▸ **TASK INSTRUCTIONS**
Which lines of the entries below run from the one holding "repository c44a9182788878eb" to the one holding "hook: the session", inclusive? Set down exactly those lines and no others.

[Saved data entries]
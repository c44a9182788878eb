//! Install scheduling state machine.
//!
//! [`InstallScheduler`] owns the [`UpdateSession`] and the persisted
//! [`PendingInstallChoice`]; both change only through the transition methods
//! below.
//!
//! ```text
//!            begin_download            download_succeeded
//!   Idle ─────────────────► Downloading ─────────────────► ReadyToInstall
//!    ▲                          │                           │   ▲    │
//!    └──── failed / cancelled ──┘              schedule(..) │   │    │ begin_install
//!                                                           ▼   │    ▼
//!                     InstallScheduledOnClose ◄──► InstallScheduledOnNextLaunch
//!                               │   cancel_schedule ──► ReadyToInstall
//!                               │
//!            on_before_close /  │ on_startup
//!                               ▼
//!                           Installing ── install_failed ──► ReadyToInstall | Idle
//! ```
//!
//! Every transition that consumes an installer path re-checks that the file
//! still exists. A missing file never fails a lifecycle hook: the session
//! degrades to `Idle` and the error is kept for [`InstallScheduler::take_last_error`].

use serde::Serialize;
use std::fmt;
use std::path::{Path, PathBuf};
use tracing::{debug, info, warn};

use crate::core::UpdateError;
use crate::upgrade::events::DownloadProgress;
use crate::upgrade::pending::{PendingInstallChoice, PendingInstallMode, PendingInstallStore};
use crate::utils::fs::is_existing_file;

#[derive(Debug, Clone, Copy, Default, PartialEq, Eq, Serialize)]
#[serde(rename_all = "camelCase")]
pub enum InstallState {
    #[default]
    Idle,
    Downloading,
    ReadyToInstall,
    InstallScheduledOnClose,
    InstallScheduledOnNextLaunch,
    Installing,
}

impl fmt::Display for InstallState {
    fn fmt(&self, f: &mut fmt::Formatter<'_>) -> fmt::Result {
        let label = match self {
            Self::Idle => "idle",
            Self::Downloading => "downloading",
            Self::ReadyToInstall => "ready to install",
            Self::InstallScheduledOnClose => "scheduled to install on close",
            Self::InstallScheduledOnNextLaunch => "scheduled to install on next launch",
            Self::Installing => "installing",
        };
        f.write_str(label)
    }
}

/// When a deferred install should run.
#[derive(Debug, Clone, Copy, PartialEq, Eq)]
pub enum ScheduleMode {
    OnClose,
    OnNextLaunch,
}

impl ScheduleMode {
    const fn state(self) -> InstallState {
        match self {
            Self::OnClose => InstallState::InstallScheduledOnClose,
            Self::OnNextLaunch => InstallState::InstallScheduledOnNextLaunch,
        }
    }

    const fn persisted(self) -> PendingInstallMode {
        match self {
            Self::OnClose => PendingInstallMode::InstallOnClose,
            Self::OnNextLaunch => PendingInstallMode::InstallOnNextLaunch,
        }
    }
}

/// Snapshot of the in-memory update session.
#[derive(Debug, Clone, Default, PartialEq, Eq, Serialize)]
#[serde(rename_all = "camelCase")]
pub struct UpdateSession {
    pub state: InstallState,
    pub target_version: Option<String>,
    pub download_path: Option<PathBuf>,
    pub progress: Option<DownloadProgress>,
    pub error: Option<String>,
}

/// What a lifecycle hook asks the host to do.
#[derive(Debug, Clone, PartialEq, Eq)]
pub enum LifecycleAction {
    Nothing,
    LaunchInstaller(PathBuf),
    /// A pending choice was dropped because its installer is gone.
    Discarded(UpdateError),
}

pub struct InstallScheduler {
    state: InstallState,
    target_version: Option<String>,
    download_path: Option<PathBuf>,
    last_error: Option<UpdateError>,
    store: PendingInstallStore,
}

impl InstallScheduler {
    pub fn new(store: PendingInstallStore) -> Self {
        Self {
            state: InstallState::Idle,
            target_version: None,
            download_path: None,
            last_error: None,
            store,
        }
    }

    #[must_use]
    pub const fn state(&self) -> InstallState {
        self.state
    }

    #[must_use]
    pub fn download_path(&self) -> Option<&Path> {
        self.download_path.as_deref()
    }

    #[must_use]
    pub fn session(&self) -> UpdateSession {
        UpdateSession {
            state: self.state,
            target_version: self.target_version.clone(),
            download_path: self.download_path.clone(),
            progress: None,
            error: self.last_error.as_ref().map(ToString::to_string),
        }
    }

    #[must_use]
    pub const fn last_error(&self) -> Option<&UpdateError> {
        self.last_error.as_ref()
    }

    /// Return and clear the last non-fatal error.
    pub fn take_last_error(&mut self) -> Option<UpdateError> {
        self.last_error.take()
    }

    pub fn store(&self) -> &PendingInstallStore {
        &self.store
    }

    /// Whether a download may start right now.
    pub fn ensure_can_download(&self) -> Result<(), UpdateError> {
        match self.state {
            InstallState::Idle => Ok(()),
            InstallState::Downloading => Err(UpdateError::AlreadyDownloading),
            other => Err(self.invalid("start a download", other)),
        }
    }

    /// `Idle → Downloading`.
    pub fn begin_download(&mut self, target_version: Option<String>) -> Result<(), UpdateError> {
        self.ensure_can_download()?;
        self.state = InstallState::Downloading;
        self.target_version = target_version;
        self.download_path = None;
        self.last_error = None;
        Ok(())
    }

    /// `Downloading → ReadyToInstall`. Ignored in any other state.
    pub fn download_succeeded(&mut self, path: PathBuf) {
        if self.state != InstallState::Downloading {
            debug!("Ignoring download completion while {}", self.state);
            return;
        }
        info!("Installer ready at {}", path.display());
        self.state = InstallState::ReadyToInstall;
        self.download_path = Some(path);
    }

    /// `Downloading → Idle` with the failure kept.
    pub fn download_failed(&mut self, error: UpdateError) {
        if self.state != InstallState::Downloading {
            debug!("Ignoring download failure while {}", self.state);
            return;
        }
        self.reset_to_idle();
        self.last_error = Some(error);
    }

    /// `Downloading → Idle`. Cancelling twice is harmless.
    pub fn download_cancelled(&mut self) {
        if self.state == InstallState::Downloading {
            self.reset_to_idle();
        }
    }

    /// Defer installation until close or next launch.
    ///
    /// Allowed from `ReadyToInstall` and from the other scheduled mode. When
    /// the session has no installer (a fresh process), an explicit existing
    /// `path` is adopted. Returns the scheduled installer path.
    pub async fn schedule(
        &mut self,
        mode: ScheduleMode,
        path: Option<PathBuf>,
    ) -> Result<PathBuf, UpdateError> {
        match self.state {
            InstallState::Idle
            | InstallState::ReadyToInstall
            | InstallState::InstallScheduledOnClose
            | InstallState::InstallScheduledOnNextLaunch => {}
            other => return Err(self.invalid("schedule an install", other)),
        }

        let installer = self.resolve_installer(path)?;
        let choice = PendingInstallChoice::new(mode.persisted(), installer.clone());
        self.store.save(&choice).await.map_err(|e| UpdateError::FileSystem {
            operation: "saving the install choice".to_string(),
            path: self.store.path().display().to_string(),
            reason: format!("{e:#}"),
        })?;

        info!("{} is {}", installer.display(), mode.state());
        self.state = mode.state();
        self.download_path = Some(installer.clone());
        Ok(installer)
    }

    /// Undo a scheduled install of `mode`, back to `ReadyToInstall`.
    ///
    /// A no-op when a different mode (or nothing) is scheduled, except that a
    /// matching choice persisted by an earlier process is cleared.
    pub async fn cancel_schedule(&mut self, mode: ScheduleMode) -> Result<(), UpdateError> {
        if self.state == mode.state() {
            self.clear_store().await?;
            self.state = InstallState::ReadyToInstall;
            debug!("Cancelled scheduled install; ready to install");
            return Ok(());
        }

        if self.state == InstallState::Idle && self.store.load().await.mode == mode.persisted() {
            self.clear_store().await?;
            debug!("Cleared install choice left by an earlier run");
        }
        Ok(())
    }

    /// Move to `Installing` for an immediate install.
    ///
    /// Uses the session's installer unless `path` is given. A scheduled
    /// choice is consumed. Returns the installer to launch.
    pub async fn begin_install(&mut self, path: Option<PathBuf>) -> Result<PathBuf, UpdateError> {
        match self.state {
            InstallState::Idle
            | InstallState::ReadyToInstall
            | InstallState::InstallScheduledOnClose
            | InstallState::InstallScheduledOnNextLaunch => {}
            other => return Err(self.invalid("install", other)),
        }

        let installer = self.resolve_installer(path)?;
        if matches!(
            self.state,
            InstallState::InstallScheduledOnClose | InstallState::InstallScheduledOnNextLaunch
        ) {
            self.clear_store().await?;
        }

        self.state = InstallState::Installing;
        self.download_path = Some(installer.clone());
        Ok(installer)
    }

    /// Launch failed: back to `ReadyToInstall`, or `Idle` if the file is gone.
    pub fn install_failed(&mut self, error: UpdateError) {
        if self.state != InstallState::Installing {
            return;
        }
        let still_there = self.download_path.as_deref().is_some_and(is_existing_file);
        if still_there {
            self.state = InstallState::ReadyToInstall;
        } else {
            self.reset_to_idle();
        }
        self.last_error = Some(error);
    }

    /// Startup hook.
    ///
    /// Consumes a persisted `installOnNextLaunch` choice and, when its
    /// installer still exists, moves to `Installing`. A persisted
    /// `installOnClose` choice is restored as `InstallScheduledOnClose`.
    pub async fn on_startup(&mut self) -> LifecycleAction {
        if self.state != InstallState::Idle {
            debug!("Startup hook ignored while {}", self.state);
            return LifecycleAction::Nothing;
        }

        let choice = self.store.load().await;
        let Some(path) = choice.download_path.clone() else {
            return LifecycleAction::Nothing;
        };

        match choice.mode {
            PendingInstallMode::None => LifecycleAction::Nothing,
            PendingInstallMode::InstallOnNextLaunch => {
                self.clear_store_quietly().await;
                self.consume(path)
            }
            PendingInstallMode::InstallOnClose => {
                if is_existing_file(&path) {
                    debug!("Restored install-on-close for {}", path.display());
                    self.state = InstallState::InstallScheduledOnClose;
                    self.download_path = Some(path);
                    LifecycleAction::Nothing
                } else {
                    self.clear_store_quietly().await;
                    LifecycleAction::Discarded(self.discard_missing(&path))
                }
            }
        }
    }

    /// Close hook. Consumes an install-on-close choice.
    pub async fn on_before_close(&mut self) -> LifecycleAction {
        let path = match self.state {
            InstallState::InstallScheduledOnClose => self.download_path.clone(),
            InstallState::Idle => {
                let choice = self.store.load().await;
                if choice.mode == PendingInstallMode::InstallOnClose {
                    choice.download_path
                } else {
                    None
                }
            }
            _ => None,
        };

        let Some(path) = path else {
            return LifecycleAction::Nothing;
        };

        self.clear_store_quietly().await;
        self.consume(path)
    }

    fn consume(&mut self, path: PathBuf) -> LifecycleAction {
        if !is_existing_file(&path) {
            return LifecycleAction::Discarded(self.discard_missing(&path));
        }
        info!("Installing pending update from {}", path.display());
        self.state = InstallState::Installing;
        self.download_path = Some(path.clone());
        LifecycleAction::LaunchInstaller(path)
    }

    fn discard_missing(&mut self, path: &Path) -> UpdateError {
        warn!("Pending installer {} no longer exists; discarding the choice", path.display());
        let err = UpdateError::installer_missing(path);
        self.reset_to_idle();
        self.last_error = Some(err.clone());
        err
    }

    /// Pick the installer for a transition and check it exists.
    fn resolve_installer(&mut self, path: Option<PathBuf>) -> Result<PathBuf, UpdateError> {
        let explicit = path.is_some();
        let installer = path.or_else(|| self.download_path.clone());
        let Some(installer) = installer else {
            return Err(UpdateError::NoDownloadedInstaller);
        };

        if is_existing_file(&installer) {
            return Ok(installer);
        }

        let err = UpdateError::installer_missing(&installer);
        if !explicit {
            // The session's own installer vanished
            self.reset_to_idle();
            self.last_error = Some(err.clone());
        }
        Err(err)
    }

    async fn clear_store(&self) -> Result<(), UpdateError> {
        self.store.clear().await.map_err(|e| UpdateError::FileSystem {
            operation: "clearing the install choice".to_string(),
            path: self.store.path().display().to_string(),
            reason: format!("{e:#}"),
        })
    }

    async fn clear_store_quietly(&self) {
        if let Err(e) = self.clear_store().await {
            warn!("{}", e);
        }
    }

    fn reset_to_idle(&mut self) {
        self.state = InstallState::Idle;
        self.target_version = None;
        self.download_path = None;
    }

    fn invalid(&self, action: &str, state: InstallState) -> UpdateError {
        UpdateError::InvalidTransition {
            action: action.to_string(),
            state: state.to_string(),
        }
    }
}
* * *
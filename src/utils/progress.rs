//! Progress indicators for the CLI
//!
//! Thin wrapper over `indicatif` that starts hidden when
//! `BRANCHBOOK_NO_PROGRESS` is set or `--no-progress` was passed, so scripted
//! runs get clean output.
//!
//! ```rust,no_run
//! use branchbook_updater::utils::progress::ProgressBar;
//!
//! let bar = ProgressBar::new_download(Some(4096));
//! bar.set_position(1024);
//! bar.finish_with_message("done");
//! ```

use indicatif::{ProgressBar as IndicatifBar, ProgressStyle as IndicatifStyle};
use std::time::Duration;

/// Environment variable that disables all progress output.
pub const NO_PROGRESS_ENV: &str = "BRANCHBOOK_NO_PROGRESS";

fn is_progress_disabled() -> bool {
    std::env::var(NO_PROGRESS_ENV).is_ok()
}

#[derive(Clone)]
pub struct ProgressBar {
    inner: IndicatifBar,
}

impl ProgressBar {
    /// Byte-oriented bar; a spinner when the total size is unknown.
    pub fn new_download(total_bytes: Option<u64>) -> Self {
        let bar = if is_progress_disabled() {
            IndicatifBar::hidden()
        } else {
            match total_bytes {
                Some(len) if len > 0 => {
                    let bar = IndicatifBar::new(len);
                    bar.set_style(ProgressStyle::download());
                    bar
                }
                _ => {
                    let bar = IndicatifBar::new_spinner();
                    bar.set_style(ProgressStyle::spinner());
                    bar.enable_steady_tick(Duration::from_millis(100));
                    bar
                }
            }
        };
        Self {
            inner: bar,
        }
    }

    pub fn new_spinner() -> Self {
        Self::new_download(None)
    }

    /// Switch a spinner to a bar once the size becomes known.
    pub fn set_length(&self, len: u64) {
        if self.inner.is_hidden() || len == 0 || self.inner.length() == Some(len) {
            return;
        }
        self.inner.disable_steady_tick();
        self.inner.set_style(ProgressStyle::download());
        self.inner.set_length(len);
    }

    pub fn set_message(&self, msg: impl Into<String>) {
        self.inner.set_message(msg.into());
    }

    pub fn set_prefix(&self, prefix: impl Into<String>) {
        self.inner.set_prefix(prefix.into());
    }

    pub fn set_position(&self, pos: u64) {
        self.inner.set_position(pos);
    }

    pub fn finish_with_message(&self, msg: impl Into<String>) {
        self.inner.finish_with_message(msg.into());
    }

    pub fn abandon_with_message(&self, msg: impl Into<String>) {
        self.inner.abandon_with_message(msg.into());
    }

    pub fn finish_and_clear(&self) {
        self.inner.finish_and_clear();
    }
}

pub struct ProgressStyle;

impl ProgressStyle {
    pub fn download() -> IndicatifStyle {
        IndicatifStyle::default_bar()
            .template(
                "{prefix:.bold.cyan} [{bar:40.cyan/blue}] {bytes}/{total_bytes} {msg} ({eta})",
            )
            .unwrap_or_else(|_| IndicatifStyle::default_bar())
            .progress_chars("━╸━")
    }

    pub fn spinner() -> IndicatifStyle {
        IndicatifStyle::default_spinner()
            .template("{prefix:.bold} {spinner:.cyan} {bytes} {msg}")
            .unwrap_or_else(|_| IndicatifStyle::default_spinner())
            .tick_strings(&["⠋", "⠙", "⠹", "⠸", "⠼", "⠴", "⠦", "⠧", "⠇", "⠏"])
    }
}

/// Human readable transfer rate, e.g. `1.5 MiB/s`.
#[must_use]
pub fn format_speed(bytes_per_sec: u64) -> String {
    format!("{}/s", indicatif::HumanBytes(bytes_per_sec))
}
==
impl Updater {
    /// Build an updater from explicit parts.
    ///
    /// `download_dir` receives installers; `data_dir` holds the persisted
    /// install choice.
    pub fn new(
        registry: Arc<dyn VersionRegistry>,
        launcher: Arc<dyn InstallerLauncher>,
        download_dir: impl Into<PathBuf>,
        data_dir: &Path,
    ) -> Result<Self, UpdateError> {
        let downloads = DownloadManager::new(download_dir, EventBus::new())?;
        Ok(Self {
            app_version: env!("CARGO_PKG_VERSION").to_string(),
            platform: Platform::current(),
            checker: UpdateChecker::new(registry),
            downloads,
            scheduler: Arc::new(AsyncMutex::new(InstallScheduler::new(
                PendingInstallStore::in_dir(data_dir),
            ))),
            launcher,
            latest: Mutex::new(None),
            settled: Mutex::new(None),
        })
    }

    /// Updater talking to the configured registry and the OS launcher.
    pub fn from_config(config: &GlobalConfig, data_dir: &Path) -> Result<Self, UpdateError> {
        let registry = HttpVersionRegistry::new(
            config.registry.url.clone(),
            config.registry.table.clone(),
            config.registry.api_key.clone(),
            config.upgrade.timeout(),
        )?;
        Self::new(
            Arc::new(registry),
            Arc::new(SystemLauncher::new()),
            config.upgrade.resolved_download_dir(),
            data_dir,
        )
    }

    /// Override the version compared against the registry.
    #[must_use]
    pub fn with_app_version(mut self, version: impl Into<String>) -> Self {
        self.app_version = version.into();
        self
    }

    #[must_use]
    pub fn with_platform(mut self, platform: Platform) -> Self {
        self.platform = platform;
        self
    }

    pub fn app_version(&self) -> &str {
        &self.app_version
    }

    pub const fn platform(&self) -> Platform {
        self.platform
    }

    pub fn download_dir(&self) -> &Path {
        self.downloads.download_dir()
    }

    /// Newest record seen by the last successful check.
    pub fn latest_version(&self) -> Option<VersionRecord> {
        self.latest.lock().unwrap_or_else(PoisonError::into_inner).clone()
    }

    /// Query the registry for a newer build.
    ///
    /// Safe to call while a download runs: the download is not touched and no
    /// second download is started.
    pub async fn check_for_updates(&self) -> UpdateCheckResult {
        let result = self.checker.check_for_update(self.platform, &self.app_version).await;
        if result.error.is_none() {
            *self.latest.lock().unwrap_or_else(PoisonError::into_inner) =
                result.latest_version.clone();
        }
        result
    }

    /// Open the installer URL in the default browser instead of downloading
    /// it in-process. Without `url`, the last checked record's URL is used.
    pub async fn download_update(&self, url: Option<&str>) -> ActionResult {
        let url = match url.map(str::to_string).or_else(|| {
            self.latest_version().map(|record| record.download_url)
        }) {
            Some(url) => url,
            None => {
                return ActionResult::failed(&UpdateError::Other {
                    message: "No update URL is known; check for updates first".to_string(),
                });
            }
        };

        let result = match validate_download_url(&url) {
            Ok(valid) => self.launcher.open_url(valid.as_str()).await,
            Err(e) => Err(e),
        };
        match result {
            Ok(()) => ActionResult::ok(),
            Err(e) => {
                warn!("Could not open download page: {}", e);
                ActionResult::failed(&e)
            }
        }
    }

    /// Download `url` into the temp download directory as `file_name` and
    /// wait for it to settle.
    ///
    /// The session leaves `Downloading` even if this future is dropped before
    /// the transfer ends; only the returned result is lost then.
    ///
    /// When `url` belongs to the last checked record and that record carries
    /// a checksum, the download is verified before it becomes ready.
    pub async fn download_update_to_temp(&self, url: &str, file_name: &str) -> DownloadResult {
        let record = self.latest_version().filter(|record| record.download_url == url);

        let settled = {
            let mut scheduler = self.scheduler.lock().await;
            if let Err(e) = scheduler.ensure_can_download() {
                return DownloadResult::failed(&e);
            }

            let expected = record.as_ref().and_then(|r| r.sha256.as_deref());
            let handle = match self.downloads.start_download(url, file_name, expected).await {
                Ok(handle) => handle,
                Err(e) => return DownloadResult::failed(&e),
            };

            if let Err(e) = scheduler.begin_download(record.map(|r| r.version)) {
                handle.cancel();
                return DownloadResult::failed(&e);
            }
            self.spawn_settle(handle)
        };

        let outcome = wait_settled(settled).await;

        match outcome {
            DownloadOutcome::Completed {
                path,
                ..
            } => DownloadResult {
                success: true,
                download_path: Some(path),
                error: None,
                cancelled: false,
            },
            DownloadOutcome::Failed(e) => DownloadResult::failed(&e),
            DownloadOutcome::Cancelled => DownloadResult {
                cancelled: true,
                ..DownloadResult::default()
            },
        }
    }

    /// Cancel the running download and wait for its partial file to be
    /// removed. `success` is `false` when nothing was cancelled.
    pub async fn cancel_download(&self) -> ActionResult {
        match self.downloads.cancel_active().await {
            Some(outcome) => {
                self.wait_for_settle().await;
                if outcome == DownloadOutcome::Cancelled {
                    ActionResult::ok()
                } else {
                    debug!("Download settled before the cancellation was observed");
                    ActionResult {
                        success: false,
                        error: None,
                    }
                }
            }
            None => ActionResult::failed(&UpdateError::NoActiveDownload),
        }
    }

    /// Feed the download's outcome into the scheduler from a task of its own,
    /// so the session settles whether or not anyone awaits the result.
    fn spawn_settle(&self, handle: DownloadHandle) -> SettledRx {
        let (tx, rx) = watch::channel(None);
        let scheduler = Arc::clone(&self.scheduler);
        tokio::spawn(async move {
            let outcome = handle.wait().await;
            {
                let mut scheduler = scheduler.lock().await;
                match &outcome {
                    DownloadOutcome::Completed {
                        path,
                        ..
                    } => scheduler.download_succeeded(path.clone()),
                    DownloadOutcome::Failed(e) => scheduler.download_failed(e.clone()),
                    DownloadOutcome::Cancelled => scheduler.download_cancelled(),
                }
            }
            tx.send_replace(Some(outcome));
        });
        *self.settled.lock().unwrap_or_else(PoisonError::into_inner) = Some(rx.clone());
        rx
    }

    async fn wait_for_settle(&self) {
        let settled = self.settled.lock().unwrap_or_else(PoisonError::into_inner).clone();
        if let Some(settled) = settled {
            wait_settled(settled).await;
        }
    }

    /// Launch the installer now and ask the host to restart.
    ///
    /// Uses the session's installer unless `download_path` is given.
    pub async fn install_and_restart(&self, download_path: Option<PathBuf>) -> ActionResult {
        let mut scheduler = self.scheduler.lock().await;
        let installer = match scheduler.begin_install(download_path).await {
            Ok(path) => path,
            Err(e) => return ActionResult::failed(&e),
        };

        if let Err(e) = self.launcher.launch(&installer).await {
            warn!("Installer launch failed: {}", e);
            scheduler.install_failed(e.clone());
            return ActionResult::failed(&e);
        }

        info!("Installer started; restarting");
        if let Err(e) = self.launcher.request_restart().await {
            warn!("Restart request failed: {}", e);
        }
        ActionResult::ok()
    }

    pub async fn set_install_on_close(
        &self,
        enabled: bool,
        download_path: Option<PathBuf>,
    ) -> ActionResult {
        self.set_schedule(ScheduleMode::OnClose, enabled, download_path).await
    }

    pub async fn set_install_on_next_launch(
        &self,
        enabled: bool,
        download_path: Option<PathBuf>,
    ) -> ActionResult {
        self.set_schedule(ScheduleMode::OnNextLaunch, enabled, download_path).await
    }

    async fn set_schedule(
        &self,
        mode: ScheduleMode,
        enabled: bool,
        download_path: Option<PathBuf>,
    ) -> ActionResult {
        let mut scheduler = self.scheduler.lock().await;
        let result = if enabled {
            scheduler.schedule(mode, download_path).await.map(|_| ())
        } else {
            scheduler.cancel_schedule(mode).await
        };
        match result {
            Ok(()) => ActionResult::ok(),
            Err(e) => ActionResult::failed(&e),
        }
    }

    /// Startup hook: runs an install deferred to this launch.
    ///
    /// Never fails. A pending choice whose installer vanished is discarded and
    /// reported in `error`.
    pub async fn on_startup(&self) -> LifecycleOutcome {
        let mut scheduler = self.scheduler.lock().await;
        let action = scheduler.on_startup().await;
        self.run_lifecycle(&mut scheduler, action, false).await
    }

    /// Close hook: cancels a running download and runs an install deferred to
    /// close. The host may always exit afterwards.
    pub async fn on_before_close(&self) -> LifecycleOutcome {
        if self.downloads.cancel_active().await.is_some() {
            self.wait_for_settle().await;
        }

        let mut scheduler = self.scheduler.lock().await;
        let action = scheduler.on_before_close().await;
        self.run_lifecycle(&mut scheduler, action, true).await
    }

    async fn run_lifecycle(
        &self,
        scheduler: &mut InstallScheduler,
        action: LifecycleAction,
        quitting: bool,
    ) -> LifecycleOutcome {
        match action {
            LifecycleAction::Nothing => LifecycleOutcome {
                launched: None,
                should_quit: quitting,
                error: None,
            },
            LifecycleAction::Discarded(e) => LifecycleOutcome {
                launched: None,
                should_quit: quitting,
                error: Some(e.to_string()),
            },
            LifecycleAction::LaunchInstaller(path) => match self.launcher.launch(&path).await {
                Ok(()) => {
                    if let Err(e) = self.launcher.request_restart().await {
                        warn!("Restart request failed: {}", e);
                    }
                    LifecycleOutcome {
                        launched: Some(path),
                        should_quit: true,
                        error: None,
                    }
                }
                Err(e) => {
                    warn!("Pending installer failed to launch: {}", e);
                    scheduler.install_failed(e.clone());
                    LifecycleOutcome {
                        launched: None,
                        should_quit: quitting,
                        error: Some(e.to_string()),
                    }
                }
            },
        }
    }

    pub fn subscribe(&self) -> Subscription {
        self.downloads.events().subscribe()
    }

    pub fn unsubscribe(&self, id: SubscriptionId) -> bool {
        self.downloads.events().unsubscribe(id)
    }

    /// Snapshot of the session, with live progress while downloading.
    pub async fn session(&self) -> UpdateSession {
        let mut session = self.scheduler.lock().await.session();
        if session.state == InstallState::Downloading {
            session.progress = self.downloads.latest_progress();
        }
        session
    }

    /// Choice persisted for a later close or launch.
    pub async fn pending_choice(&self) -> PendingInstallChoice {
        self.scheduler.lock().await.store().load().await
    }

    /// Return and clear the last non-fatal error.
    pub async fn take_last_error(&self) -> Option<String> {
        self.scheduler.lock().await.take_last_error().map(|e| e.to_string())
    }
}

▸ **FINAL ANSWER**
repository c44a9182788878eb
//! Install scheduling state machine.
//!
//! [`InstallScheduler`] owns the [`UpdateSession`] and the persisted
//! [`PendingInstallChoice`]; both change only through the transition methods
//! below.
//!
//! ```text
//!            begin_download            download_succeeded
//!   Idle ─────────────────► Downloading ─────────────────► ReadyToInstall
//!    ▲                          │                           │   ▲    │
//!    └──── failed / cancelled ──┘              schedule(..) │   │    │ begin_install
//!                                                           ▼   │    ▼
//!                     InstallScheduledOnClose ◄──► InstallScheduledOnNextLaunch
//!                               │   cancel_schedule ──► ReadyToInstall
//!                               │
//!            on_before_close /  │ on_startup
//!                               ▼
//!                           Installing ── install_failed ──► ReadyToInstall | Idle
//! ```
//!
//! Every transition that consumes an installer path re-checks that the file
//! still exists. A missing file never fails a lifecycle hook: the session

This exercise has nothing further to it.